(Collected data)
|---|

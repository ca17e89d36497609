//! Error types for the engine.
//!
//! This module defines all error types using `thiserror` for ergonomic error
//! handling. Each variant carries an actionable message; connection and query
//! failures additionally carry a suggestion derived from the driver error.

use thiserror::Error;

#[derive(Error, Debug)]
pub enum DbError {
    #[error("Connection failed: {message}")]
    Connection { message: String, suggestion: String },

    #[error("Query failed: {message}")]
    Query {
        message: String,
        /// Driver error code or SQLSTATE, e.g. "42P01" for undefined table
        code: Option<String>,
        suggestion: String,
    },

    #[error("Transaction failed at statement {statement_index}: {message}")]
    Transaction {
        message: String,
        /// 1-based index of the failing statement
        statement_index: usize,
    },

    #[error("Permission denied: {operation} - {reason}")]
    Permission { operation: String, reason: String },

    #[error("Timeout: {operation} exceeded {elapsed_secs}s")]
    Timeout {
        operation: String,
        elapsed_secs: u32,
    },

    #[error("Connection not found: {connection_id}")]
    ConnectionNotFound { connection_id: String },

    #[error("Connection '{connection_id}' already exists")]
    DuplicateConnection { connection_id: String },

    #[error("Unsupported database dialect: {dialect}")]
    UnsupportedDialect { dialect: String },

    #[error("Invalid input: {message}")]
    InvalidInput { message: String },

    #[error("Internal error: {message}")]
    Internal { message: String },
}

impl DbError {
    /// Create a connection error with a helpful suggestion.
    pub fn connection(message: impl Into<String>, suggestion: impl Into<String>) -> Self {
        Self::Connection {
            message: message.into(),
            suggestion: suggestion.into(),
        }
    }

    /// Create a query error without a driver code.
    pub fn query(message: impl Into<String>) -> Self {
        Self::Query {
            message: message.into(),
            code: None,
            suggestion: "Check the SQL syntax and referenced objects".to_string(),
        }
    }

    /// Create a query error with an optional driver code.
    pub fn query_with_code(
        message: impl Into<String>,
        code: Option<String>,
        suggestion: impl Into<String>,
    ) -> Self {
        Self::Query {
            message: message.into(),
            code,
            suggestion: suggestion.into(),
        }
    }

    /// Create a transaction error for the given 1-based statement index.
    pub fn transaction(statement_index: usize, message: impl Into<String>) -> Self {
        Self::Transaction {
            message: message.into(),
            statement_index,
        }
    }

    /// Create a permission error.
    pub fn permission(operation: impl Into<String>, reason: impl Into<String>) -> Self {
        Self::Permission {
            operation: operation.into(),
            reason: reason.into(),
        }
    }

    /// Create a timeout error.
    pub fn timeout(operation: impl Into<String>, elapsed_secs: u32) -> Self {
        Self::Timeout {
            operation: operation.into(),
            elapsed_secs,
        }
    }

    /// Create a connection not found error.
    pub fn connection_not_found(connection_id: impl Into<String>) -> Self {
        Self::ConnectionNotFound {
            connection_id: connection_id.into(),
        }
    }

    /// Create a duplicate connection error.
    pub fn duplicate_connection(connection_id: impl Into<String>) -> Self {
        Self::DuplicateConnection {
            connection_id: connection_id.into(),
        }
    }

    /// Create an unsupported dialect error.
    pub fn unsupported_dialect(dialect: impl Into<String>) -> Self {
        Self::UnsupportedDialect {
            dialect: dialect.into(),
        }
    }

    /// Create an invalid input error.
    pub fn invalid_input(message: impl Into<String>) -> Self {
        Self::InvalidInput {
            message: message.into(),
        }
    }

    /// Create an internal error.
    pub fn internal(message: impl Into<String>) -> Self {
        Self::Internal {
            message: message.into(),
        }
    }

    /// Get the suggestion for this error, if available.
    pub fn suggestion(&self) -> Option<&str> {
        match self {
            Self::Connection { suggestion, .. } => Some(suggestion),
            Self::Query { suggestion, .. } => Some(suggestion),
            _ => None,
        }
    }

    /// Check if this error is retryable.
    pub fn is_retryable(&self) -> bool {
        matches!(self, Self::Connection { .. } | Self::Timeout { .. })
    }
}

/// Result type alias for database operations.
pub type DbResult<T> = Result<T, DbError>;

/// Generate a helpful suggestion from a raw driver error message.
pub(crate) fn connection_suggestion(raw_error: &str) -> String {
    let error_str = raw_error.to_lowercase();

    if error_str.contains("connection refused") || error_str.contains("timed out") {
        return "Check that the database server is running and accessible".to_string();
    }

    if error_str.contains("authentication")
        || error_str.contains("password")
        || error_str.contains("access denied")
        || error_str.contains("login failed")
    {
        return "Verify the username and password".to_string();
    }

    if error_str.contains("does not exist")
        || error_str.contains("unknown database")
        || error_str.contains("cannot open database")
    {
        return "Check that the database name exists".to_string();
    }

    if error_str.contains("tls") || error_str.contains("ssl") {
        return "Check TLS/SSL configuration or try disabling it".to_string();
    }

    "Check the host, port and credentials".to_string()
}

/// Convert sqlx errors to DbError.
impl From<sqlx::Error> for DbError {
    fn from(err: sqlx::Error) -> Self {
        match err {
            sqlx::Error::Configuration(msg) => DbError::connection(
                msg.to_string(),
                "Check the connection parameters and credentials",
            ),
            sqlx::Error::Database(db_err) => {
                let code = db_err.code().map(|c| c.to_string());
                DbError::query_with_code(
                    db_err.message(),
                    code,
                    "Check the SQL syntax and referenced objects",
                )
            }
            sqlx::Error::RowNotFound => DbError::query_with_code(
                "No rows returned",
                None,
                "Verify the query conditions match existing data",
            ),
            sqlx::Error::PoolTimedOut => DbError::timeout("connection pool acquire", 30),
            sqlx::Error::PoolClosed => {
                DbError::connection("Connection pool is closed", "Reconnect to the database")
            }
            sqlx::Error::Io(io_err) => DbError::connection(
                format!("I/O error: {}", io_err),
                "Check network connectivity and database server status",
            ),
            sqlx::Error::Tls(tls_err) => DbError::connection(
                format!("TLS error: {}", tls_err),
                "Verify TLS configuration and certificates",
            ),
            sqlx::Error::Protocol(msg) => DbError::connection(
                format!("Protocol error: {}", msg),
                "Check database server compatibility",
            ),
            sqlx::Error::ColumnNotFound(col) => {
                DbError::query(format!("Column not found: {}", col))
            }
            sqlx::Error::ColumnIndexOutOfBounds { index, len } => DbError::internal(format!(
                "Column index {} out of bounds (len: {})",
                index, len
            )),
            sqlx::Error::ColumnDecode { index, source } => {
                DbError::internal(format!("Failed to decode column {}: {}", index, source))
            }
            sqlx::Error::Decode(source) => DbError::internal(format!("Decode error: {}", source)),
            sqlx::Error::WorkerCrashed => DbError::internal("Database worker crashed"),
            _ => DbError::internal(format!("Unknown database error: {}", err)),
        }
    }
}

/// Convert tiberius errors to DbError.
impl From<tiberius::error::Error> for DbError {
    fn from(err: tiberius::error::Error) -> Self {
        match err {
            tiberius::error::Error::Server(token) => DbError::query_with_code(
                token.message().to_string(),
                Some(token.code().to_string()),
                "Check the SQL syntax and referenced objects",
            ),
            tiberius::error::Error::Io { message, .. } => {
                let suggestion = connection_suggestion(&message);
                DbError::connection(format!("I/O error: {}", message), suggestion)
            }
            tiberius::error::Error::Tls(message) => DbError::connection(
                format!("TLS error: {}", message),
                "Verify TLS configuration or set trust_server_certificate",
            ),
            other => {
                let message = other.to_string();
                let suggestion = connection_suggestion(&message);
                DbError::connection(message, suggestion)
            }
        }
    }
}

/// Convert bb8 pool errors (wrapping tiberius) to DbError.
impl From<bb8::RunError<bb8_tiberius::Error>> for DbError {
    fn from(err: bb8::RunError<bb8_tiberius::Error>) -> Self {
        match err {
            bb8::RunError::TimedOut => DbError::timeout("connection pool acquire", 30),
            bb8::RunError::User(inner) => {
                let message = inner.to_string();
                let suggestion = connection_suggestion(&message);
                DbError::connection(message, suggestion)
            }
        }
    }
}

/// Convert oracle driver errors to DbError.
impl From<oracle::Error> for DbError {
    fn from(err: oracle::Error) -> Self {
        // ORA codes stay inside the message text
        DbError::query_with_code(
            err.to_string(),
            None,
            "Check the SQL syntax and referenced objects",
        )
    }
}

|---|

## What is needed:
Could you output the lines above, exactly as written, from the one containing "tiberius) to DbError." through the last, with both ends included and no others?

## Result:
/// Convert bb8 pool errors (wrapping tiberius) to DbError.
impl From<bb8::RunError<bb8_tiberius::Error>> for DbError {
    fn from(err: bb8::RunError<bb8_tiberius::Error>) -> Self {
        match err {
            bb8::RunError::TimedOut => DbError::timeout("connection pool acquire", 30),
            bb8::RunError::User(inner) => {
                let message = inner.to_string();
                let suggestion = connection_suggestion(&message);
                DbError::connection(message, suggestion)
            }
        }
    }
}

/// Convert oracle driver errors to DbError.
impl From<oracle::Error> for DbError {
    fn from(err: oracle::Error) -> Self {
        // ORA codes stay inside the message text
        DbError::query_with_code(
            err.to_string(),
            None,
            "Check the SQL syntax and referenced objects",
        )
    }
}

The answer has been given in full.